### [Problem to solve]
Find the line containing "t)| self.matches_status(t, today))" in the listing below. Repeat it exactly, along with each following line up to and including the one containing "keep their order.".

### [Information shown]
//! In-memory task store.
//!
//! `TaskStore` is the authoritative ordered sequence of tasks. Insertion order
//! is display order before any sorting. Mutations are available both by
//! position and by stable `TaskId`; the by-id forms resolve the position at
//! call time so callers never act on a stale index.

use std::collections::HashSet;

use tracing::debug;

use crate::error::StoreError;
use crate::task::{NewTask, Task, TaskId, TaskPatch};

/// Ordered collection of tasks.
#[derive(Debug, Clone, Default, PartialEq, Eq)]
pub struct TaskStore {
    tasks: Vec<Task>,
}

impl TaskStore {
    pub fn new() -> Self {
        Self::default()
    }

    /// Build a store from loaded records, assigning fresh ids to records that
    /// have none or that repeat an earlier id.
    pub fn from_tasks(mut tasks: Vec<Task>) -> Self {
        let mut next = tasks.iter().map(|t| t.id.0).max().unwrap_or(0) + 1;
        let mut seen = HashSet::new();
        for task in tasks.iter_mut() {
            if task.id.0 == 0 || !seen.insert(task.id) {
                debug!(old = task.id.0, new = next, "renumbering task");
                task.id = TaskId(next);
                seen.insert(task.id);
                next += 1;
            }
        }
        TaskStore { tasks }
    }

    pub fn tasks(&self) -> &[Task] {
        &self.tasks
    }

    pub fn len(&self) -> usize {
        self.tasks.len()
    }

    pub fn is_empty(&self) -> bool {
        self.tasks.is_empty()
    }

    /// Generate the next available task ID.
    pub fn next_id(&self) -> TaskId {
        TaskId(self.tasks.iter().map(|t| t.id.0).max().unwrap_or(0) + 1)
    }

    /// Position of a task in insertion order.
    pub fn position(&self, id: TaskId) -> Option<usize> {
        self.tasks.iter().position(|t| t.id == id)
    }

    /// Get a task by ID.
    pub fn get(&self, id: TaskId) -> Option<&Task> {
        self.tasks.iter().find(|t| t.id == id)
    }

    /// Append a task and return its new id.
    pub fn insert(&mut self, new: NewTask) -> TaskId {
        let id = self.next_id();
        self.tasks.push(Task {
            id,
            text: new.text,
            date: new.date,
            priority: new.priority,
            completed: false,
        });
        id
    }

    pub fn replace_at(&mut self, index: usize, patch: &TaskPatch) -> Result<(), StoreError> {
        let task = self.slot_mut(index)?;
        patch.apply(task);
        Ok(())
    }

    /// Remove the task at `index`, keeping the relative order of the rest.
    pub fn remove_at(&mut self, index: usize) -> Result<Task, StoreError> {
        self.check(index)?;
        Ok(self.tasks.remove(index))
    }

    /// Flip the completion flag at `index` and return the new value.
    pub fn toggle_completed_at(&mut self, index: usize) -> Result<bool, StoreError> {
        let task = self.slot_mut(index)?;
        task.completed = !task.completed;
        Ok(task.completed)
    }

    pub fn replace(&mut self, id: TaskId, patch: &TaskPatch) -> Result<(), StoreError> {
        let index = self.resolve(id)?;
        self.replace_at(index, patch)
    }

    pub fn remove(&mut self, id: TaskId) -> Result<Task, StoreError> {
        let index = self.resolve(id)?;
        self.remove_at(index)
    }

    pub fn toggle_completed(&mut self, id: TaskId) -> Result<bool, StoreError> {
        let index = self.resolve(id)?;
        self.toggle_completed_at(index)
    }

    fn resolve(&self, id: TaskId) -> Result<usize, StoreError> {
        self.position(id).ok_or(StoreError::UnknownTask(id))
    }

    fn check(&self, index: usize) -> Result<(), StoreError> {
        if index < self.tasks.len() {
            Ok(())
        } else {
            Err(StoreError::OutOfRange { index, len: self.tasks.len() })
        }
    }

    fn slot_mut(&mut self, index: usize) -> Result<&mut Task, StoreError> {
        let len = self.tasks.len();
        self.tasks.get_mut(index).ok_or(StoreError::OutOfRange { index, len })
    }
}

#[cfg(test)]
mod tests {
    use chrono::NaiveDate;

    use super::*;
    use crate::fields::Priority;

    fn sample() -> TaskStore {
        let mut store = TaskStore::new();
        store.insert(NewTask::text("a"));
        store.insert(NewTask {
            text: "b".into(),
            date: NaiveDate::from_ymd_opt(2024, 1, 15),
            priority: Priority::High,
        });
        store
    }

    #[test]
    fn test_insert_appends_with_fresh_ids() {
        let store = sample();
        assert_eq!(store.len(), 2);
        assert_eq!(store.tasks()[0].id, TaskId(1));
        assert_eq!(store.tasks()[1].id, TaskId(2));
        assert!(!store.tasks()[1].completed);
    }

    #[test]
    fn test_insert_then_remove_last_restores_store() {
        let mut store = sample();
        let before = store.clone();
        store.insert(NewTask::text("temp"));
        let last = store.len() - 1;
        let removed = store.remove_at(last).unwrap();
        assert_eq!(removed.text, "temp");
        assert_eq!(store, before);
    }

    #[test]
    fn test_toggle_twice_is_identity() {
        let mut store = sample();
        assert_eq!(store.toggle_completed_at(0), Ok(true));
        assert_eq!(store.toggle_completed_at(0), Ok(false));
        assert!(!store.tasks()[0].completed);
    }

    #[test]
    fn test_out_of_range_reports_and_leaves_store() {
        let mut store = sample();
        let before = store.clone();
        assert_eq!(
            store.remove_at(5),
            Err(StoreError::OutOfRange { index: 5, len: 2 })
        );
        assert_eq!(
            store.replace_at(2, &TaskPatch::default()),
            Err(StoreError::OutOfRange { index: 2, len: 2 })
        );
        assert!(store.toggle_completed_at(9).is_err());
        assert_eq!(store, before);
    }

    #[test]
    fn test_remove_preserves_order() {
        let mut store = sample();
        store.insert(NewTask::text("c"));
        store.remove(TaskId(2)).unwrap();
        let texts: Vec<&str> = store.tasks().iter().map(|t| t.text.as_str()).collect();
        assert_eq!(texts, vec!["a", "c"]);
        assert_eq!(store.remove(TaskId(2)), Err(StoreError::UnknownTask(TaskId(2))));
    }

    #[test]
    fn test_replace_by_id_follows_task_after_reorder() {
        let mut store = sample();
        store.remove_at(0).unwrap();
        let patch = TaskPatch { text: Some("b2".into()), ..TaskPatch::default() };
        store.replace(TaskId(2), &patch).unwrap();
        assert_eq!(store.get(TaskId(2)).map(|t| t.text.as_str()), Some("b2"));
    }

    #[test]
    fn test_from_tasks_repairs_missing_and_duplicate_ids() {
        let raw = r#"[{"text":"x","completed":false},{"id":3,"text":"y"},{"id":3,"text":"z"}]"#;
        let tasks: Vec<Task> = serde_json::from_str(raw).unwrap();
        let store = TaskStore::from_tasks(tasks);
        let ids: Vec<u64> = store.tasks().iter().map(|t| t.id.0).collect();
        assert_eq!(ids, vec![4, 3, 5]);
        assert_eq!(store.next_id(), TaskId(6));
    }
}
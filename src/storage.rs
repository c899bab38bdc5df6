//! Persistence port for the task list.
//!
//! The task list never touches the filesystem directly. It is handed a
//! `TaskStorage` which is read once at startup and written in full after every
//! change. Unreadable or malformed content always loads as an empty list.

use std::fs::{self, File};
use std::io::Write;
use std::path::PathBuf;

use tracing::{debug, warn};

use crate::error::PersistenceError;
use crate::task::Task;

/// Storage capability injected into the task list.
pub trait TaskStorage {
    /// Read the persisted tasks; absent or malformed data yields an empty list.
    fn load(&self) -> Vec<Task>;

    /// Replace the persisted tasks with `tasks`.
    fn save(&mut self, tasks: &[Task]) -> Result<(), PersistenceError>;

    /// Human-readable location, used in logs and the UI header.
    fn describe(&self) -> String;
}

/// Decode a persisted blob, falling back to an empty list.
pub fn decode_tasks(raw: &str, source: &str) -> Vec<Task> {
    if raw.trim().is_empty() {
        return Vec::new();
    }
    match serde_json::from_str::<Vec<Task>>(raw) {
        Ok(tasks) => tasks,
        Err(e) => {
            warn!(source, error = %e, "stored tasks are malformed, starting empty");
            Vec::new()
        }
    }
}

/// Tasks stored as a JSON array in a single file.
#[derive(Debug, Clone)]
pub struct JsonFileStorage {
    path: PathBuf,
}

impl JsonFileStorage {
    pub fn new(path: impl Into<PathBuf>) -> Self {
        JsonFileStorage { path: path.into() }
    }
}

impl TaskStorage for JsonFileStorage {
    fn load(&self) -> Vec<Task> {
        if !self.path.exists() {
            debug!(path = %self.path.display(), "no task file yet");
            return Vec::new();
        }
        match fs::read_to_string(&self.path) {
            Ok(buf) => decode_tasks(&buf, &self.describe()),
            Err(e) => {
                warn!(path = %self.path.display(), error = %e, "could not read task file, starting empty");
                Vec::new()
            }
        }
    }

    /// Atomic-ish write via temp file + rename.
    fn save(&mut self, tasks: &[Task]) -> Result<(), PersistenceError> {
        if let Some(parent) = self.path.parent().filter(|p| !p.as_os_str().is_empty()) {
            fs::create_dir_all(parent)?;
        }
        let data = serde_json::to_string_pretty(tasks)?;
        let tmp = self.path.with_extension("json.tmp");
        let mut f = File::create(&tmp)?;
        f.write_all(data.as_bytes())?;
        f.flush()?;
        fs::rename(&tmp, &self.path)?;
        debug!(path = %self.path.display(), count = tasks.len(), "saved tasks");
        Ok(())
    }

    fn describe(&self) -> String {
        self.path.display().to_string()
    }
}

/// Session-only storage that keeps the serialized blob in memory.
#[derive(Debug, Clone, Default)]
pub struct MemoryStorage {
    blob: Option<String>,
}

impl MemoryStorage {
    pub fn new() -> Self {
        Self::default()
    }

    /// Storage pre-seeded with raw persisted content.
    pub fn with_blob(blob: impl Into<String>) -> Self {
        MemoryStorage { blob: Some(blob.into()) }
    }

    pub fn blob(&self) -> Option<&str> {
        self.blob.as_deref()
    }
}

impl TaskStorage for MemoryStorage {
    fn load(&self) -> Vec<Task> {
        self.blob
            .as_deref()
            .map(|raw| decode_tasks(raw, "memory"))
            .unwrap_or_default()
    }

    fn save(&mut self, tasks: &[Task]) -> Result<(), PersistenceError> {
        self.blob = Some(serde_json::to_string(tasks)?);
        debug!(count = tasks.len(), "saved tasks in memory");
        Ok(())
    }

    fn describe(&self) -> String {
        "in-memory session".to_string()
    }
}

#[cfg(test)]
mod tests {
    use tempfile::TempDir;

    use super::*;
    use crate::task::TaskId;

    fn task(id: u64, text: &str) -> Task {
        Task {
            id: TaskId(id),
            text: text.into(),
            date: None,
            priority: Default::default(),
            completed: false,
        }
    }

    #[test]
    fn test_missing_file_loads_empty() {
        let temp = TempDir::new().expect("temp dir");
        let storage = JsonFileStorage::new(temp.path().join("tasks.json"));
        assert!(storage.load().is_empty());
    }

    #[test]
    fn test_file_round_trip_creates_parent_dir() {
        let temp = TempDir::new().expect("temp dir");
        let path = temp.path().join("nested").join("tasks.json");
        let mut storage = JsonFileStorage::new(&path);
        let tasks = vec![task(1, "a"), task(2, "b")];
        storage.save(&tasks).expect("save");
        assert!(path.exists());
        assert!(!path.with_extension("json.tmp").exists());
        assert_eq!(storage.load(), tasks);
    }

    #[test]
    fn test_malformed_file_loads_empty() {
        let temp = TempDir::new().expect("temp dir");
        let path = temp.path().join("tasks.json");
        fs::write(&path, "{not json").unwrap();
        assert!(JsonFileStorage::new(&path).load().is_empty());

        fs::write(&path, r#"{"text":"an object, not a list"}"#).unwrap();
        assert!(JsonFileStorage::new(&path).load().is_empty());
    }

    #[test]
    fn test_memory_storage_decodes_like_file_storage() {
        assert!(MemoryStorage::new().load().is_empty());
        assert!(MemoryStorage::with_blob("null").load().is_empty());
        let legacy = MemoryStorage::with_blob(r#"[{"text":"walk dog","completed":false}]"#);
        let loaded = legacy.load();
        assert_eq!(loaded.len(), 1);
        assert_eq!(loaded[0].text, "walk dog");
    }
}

---

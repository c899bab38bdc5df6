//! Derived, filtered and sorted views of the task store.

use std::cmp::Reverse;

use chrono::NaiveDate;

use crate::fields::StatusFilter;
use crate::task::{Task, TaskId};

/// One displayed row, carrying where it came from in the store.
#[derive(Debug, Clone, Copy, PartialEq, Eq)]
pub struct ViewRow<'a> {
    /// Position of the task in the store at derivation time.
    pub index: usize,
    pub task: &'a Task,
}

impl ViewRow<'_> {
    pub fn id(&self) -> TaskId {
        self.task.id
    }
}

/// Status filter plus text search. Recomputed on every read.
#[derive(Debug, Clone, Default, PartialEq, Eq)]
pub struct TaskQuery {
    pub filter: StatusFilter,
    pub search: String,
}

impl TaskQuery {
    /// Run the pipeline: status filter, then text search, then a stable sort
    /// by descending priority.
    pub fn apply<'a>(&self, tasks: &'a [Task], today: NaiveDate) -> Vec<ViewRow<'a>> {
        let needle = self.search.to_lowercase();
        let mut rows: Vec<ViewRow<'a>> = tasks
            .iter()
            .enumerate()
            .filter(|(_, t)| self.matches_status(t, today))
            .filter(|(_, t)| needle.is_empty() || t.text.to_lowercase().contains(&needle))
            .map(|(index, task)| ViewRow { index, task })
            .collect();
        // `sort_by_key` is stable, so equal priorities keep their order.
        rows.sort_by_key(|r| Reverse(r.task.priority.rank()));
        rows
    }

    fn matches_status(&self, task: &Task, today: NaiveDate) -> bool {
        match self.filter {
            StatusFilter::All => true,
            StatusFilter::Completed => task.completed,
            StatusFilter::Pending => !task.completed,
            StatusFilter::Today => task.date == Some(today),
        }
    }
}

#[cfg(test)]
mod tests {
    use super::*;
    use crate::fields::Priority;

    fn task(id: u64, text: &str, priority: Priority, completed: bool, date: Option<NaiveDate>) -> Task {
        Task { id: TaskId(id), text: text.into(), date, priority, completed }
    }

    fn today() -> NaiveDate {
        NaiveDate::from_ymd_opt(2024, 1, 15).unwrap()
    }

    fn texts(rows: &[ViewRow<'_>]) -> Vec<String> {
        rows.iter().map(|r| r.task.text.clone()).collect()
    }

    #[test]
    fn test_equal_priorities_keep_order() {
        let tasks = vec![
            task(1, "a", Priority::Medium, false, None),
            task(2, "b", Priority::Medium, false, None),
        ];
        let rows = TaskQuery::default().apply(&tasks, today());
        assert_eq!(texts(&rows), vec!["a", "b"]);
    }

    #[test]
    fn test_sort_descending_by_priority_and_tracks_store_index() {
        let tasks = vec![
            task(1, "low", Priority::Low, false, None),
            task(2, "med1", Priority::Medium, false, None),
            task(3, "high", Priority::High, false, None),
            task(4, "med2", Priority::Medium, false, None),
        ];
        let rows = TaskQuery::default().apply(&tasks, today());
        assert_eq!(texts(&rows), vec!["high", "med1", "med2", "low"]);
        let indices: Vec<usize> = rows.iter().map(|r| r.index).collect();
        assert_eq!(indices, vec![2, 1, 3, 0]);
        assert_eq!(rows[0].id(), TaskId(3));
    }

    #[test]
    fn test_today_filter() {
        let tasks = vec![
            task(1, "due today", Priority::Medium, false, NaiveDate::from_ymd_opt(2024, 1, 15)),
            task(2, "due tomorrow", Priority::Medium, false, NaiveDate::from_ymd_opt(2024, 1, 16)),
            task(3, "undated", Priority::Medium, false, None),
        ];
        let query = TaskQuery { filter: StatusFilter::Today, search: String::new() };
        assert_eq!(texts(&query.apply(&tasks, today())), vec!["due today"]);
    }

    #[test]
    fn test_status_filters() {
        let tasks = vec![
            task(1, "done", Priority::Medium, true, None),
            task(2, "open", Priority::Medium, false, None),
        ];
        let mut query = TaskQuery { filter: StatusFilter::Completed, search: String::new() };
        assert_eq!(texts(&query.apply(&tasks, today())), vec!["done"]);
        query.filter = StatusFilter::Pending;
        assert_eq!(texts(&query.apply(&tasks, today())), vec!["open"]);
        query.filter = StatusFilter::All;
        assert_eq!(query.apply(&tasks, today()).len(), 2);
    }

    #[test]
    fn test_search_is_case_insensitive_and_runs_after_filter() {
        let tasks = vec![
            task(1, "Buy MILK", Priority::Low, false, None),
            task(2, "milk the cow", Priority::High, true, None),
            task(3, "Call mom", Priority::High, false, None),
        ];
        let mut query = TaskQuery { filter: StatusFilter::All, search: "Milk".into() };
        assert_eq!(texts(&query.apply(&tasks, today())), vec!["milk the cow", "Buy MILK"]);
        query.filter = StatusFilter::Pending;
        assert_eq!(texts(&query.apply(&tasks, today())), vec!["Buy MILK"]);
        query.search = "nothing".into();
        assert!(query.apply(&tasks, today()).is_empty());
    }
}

### [Task answer]
            .filter(|(_, t)| self.matches_status(t, today))
            .filter(|(_, t)| needle.is_empty() || t.text.to_lowercase().contains(&needle))
            .map(|(index, task)| ViewRow { index, task })
            .collect();
        // `sort_by_key` is stable, so equal priorities keep their order.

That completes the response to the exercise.